**DATA:**
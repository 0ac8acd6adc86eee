//! Process-wide tuning knobs: `gc_threshold` and `gc_logging` (spec §6).

/// Tuning knobs read by the collector.
///
/// Mirrors the teacher's `IncrementalConfig`: a small `Copy` struct with a
/// `Default` impl, read and replaced wholesale rather than mutated field by
/// field.
#[derive(Debug, Clone, Copy)]
pub struct GcConfig {
    /// Number of bytes a mutator may allocate before a collection is
    /// triggered (see `trigger::Trigger`). Reset to this value at the end
    /// of every cycle.
    pub threshold_bytes: usize,
    /// When true, collection phases are logged via `tracing_support`.
    pub logging: bool,
}

impl GcConfig {
    /// Sixteen mebibytes: a conservative slice of the "tens of megabytes"
    /// the spec suggests for `bytes_until_gc`'s default threshold.
    pub const DEFAULT_THRESHOLD_BYTES: usize = 16 * 1024 * 1024;
}

impl Default for GcConfig {
    fn default() -> Self {
        Self {
            threshold_bytes: Self::DEFAULT_THRESHOLD_BYTES,
            logging: false,
        }
    }
}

**TASK TO COMPLETE:** In the listing above, the line with "of every cycle." and every line after it must be set down word for word, and no other line.

**ANSWER TO THIS PROBLEM:**
    /// of every cycle.
    pub threshold_bytes: usize,
    /// When true, collection phases are logged via `tracing_support`.
    pub logging: bool,
}

impl GcConfig {
    /// Sixteen mebibytes: a conservative slice of the "tens of megabytes"
    /// the spec suggests for `bytes_until_gc`'s default threshold.
    pub const DEFAULT_THRESHOLD_BYTES: usize = 16 * 1024 * 1024;
}

impl Default for GcConfig {
    fn default() -> Self {
        Self {
            threshold_bytes: Self::DEFAULT_THRESHOLD_BYTES,
            logging: false,
        }
    }
}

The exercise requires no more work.